Intestinal atresia is a congenital anomaly in which there is a blockage of the intestine or bowel.  The intestine is categorized as small bowel which starts immediately after the stomach and the large bowel which starts immediately after the small bowel and ends as the rectum and anus. 

Intestinal atresia is a congenital anomaly in which there is a blockage of the intestine or bowel.  The intestine is categorized as small bowel which starts immediately after the stomach and the large bowel which starts immediately after the small bowel and ends as the rectum and anus. 

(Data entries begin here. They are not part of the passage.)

#[cfg(test)]
mod tests {
    use super::*;
    use crate::types::{AccessTokenData, NewScheduledPost};
    use chrono::Duration;
    use tempfile::TempDir;

    async fn setup_test_db() -> (Database, TempDir) {
        let temp_dir = TempDir::new().unwrap();
        let db_path = temp_dir.path().join("test.db");
        let db = Database::new(db_path.to_str().unwrap()).await.unwrap();
        (db, temp_dir)
    }

    fn test_post(user_id: &str, scheduled_time: DateTime<Utc>) -> ScheduledPost {
        NewScheduledPost {
            user_id: user_id.to_string(),
            platform: Platform::Twitter,
            content: "Test post content".to_string(),
            scheduled_time,
            media_urls: vec!["https://cdn.example.com/a.png".to_string()],
        }
        .into_post(Utc::now())
    }

    fn fail_log(message: &str) -> TransitionUpdate {
        TransitionUpdate {
            error: Some(message.to_string()),
            log: Some(LogEntry {
                status: PostStatus::Failed,
                platform_id: None,
                error_message: Some(message.to_string()),
            }),
            ..Default::default()
        }
    }

    #[tokio::test]
    async fn test_database_initialization_with_invalid_path() {
        #[cfg(unix)]
        let invalid_path = "/tmp/test\0invalid.db";
        #[cfg(windows)]
        let invalid_path = "C:\\invalid<>path\\test.db";

        let result = Database::new(invalid_path).await;
        assert!(matches!(result, Err(PostflowError::Database(_))));
    }

    #[tokio::test]
    async fn test_insert_and_get_post() {
        let (db, _dir) = setup_test_db().await;
        let post = test_post("user-1", Utc::now() + Duration::hours(1));

        db.insert_scheduled_post(&post).await.unwrap();
        let loaded = db.get_scheduled_post(&post.id).await.unwrap().unwrap();

        assert_eq!(loaded.id, post.id);
        assert_eq!(loaded.platform, Platform::Twitter);
        assert_eq!(loaded.media_urls, post.media_urls);
        assert_eq!(loaded.status, PostStatus::Pending);
        assert_eq!(loaded.retry_count, 0);
        assert_eq!(
            loaded.scheduled_time.timestamp_millis(),
            post.scheduled_time.timestamp_millis()
        );
    }

    #[tokio::test]
    async fn test_get_nonexistent_post_returns_none() {
        let db = Database::in_memory().await.unwrap();
        assert!(db.get_scheduled_post("missing").await.unwrap().is_none());
    }

    #[tokio::test]
    async fn test_due_posts_filters_by_time_and_status() {
        let db = Database::in_memory().await.unwrap();
        let now = Utc::now();

        let due = test_post("user-1", now - Duration::minutes(5));
        let later = test_post("user-1", now + Duration::minutes(5));
        let exact = test_post("user-2", now);
        for post in [&due, &later, &exact] {
            db.insert_scheduled_post(post).await.unwrap();
        }

        let found = db.due_posts(now).await.unwrap();
        let ids: Vec<_> = found.iter().map(|p| p.id.as_str()).collect();
        assert_eq!(ids, vec![due.id.as_str(), exact.id.as_str()]);
    }

    #[tokio::test]
    async fn test_claim_is_exclusive() {
        let db = Database::in_memory().await.unwrap();
        let post = test_post("user-1", Utc::now());
        db.insert_scheduled_post(&post).await.unwrap();

        let now = Utc::now();
        let first = db
            .transition_post(&post.id, PostStatus::Pending, PostStatus::Processing, TransitionUpdate::default(), now)
            .await
            .unwrap();
        let second = db
            .transition_post(&post.id, PostStatus::Pending, PostStatus::Processing, TransitionUpdate::default(), now)
            .await
            .unwrap();

        assert!(first);
        assert!(!second);
        assert!(db.status_logs(&post.id).await.unwrap().is_empty());
    }

    #[tokio::test]
    async fn test_invalid_transition_rejected() {
        let db = Database::in_memory().await.unwrap();
        let result = db
            .transition_post("any", PostStatus::Pending, PostStatus::Completed, TransitionUpdate::default(), Utc::now())
            .await;
        assert!(matches!(result, Err(PostflowError::InvalidInput(_))));
    }

    #[tokio::test]
    async fn test_failed_logs_drive_retry_count() {
        let db = Database::in_memory().await.unwrap();
        let post = test_post("user-1", Utc::now());
        db.insert_scheduled_post(&post).await.unwrap();
        let now = Utc::now();

        for _ in 0..2 {
            assert!(db
                .transition_post(&post.id, PostStatus::Pending, PostStatus::Failed, fail_log("boom"), now)
                .await
                .unwrap());
            assert!(db
                .transition_post(&post.id, PostStatus::Failed, PostStatus::Pending, TransitionUpdate::default(), now)
                .await
                .unwrap());
        }

        let loaded = db.get_scheduled_post(&post.id).await.unwrap().unwrap();
        assert_eq!(loaded.retry_count, 2);
        assert_eq!(loaded.status, PostStatus::Pending);
        assert!(loaded.error.is_none());

        let logs = db.status_logs(&post.id).await.unwrap();
        assert_eq!(logs.len(), 2);
        assert!(logs.iter().all(|l| l.status == PostStatus::Failed));
    }

    #[tokio::test]
    async fn test_record_failed_attempt_only_on_failed_posts() {
        let db = Database::in_memory().await.unwrap();
        let post = test_post("user-1", Utc::now());
        db.insert_scheduled_post(&post).await.unwrap();
        let now = Utc::now();

        assert!(!db.record_failed_attempt(&post.id, "early", now).await.unwrap());

        db.transition_post(&post.id, PostStatus::Pending, PostStatus::Failed, fail_log("first"), now)
            .await
            .unwrap();
        assert!(db.record_failed_attempt(&post.id, "second", now).await.unwrap());

        let loaded = db.get_scheduled_post(&post.id).await.unwrap().unwrap();
        assert_eq!(loaded.status, PostStatus::Failed);
        assert_eq!(loaded.error.as_deref(), Some("second"));
        assert_eq!(loaded.retry_count, 2);
    }

    #[tokio::test]
    async fn test_status_check_failures_count_until_transition() {
        let db = Database::in_memory().await.unwrap();
        let post = test_post("user-1", Utc::now());
        db.insert_scheduled_post(&post).await.unwrap();
        let now = Utc::now();

        for expected in 1..=3 {
            let failures = db
                .record_status_check_failure(&post.id, PostStatus::Pending, "token revoked")
                .await
                .unwrap();
            assert_eq!(failures, Some(expected));
        }
        let loaded = db.get_scheduled_post(&post.id).await.unwrap().unwrap();
        assert_eq!(loaded.error.as_deref(), Some("token revoked"));
        assert_eq!(
            loaded.updated_at.timestamp_millis(),
            post.updated_at.timestamp_millis()
        );

        // Wrong status leaves the post alone
        let missed = db
            .record_status_check_failure(&post.id, PostStatus::Completed, "token revoked")
            .await
            .unwrap();
        assert_eq!(missed, None);

        assert!(db
            .clear_status_check_failures(&post.id, PostStatus::Pending)
            .await
            .unwrap());
        assert!(!db
            .clear_status_check_failures(&post.id, PostStatus::Pending)
            .await
            .unwrap());
        let loaded = db.get_scheduled_post(&post.id).await.unwrap().unwrap();
        assert!(loaded.error.is_none());

        db.record_status_check_failure(&post.id, PostStatus::Pending, "again")
            .await
            .unwrap();
        db.transition_post(&post.id, PostStatus::Pending, PostStatus::Failed, fail_log("gone"), now)
            .await
            .unwrap();
        db.transition_post(
            &post.id,
            PostStatus::Failed,
            PostStatus::Pending,
            TransitionUpdate::default(),
            now,
        )
        .await
        .unwrap();
        let failures = db
            .record_status_check_failure(&post.id, PostStatus::Pending, "again")
            .await
            .unwrap();
        assert_eq!(failures, Some(1));
    }

    #[tokio::test]
    async fn test_transition_keeps_platform_id_when_not_given() {
        let db = Database::in_memory().await.unwrap();
        let post = test_post("user-1", Utc::now());
        db.insert_scheduled_post(&post).await.unwrap();
        let now = Utc::now();

        db.transition_post(&post.id, PostStatus::Pending, PostStatus::Processing, TransitionUpdate::default(), now)
            .await
            .unwrap();
        db.transition_post(
            &post.id,
            PostStatus::Processing,
            PostStatus::Completed,
            TransitionUpdate {
                platform_post_id: Some("tweet-1".to_string()),
                ..Default::default()
            },
            now,
        )
        .await
        .unwrap();
        db.transition_post(
            &post.id,
            PostStatus::Completed,
            PostStatus::Published,
            TransitionUpdate {
                metrics: Some(serde_json::json!({"likes": 3})),
                ..Default::default()
            },
            now,
        )
        .await
        .unwrap();

        let loaded = db.get_scheduled_post(&post.id).await.unwrap().unwrap();
        assert_eq!(loaded.platform_post_id.as_deref(), Some("tweet-1"));
        assert_eq!(loaded.metrics, Some(serde_json::json!({"likes": 3})));
        assert_eq!(loaded.status, PostStatus::Published);
    }

    #[tokio::test]
    async fn test_posts_for_user_ordering() {
        let db = Database::in_memory().await.unwrap();
        let now = Utc::now();
        let late = test_post("user-1", now + Duration::hours(3));
        let early = test_post("user-1", now + Duration::hours(1));
        let other = test_post("user-2", now + Duration::hours(2));
        for post in [&late, &early, &other] {
            db.insert_scheduled_post(post).await.unwrap();
        }

        let posts = db
            .posts_for_user("user-1", &[PostStatus::Pending, PostStatus::Processing])
            .await
            .unwrap();
        let ids: Vec<_> = posts.iter().map(|p| p.id.as_str()).collect();
        assert_eq!(ids, vec![early.id.as_str(), late.id.as_str()]);
    }

    #[tokio::test]
    async fn test_delete_removes_logs() {
        let db = Database::in_memory().await.unwrap();
        let post = test_post("user-1", Utc::now());
        db.insert_scheduled_post(&post).await.unwrap();
        db.transition_post(&post.id, PostStatus::Pending, PostStatus::Failed, fail_log("x"), Utc::now())
            .await
            .unwrap();

        assert!(db.delete_scheduled_post(&post.id).await.unwrap());
        assert!(db.get_scheduled_post(&post.id).await.unwrap().is_none());
        assert!(db.status_logs(&post.id).await.unwrap().is_empty());
        assert!(!db.delete_scheduled_post(&post.id).await.unwrap());
    }

    #[tokio::test]
    async fn test_retention_only_touches_terminal_posts() {
        let db = Database::in_memory().await.unwrap();
        let then = Utc::now() - Duration::days(40);
        let failed = test_post("user-1", then);
        let pending = test_post("user-1", then);
        db.insert_scheduled_post(&failed).await.unwrap();
        db.insert_scheduled_post(&pending).await.unwrap();
        db.transition_post(&failed.id, PostStatus::Pending, PostStatus::Failed, fail_log("x"), then)
            .await
            .unwrap();

        let removed = db
            .delete_terminal_posts_before(Utc::now() - Duration::days(30))
            .await
            .unwrap();

        assert_eq!(removed, 1);
        assert!(db.get_scheduled_post(&failed.id).await.unwrap().is_none());
        assert!(db.get_scheduled_post(&pending.id).await.unwrap().is_some());
    }

    #[tokio::test]
    async fn test_credential_upsert_and_lookup() {
        let db = Database::in_memory().await.unwrap();
        let now = Utc::now();
        let mut credential = Credential::from_token(
            "user-1",
            Platform::LinkedIn,
            AccessTokenData {
                access_token: "first".to_string(),
                refresh_token: Some("refresh".to_string()),
                expires_at: Some(now + Duration::hours(1)),
                token_type: None,
                scope: None,
            },
            now,
        );
        credential.username = Some("alice".to_string());
        db.upsert_credential(&credential).await.unwrap();

        credential.access_token = "second".to_string();
        credential.username = None;
        db.upsert_credential(&credential).await.unwrap();

        let loaded = db
            .get_credential("user-1", Platform::LinkedIn)
            .await
            .unwrap()
            .unwrap();
        assert_eq!(loaded.access_token, "second");
        assert_eq!(loaded.username.as_deref(), Some("alice"));
        assert!(db.get_credential("user-1", Platform::Twitter).await.unwrap().is_none());

        assert!(db.delete_credential("user-1", Platform::LinkedIn).await.unwrap());
        assert!(db.get_credential("user-1", Platform::LinkedIn).await.unwrap().is_none());
    }

    #[tokio::test]
    async fn test_oauth_state_is_single_use() {
        let db = Database::in_memory().await.unwrap();
        db.insert_oauth_state("state-1", Platform::Twitter, Some("verifier"), Utc::now())
            .await
            .unwrap();

        let taken = db.take_oauth_state("state-1").await.unwrap().unwrap();
        assert_eq!(taken.platform, Platform::Twitter);
        assert_eq!(taken.code_verifier.as_deref(), Some("verifier"));
        assert!(db.take_oauth_state("state-1").await.unwrap().is_none());
    }

    #[tokio::test]
    async fn test_database_survives_reopen() {
        let temp_dir = TempDir::new().unwrap();
        let db_path = temp_dir.path().join("nested").join("posts.db");
        let path = db_path.to_str().unwrap();
        let post = test_post("user-1", Utc::now());

        {
            let db = Database::new(path).await.unwrap();
            db.insert_scheduled_post(&post).await.unwrap();
        }

        let db = Database::new(path).await.unwrap();
        assert!(db.get_scheduled_post(&post.id).await.unwrap().is_some());
    }
}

The small bowel is further divided into 3 parts: the duodenum which starts immediately after the stomach and then connects to the jejunum which then transitions into the ileum. The duodenum serves as the portion of the small bowel that mixes food, bile from the liver and digestive enzymes from the pancreas. The jejunum and ileum serve as the portion of the bowel where nutrients are absorbed into the body. The colon is the site where the bulk of water is absorbed in the intestinal tract. 

Duodenal atresia

Diagnosis

Duodenal atresia occurs in approximately 1 in 10,000 births and is usually diagnosed prenatally. on prenatal ultrasound there is a characteristic double bubble appearance as well as polyhydramnios or excess amniotic fluid.  Duodenal atresia is sometimes associated with Down’s syndrome or Trisomy 21 as well as cardiac abnormalities. When infants with duodenal atresia are born, they will have vomiting which may either be green (bilious) or clear (non-bilious). Patients with suspected duodenal atresia should have an abdominal x-ray to look for a double bubble signand also an echocardiogram to look for cardiac abnormalities. In addition, testing for trisomy 21 may also be appropriate. 

Classification

Duodenal atresia is classified depending on whether the blockage is before as pre-ampullary in which case the infant has non-bilious vomit or post-ampullary (bilious) in which case the vomit will be green.

Treatment

Treatment for duodenal atresia is surgical. The two ends of the duodenum are opened and sewn together. Care has to be taken to avoid injury to the ampulla of Vater where the bile duct drains into the duodenum. 

Outcomes

Outcomes are usually good with duodenal atresia. Often infants may stay in the intensive care nursery for several weeks to months while waiting for the intestines to return to normal function. We follow these patients long-term in our LIFE clinic. 

Jejuno-ileal atresia

Atresias of the jejunum and ileum are classified together.  They occur in approximately 1 in 10,000 births. Jejunoileal atresias may also occur in patients with other congenital anomalies such as gastroschisis, internal hernias, malrotation and meconium ileus, which is usually associated with cystic fibrosis. 

Diagnosis

Diagnosis may be made prenatally on ultrasound with the presence of dilated loops of bowel. Polyhydramnios is also often present. Infants with jejuno-ileal atresia will have green or bilious vomiting after birth. Xrays will show dilated loops of intestine. Contrast placed into the rectum after birth will show a narrow colon. This rules out other causes of intestinal blockage such as meconium plug, meconium ileus or Hirschsprung’s disease. 

Classification

Jejuno-ileal atresias are classified by the type of blockage in the intestinal tract. 

Type I consists of a membrane occluding the lumen of the intestine although the intestine has no visible gaps on the outside. 

Type II is a gap in the intestine with a fibrous remnant connecting the proximal and distal segments of intestine.

Type IIIA is a gap between the segments of the intestine as well as a gap in the mesentery.

Type IIIB is jejunal atresia usually due to blockage of the artery that goes to the small bowel, the superior mesenteric artery. The small bowel after the blockage has the appearance of a curled apple peel.  Often in these patients, there is a risk of inadequate small bowel potentially leading to small bowel syndrome.

Type IV consists of multiple atresias leading to the appearance of multiple sausage links. 

Treatment

Treatment is surgical. The ends of the small bowel are reconnected.  In more complicated cases such as type IIIB or IV multiple surgeries are required. 

Outcomes: Outcomes are dependent on the amount of bowel that is present.  

Colon or large bowel atresia

Colon and large bowel atresias are very rare with an incidence of approximately 1 in 40,000 births. Treatment is surgical either by creating a diverting ostomy and subsequently connecting the ends of the intestines at a later operation or by connecting the ends of the intestine at the first operation. Patients with colon atresia should also be worked up for Hirschsprung’s disease as they are high risk for Hirschsprung’s disease in addition to the colon atresia.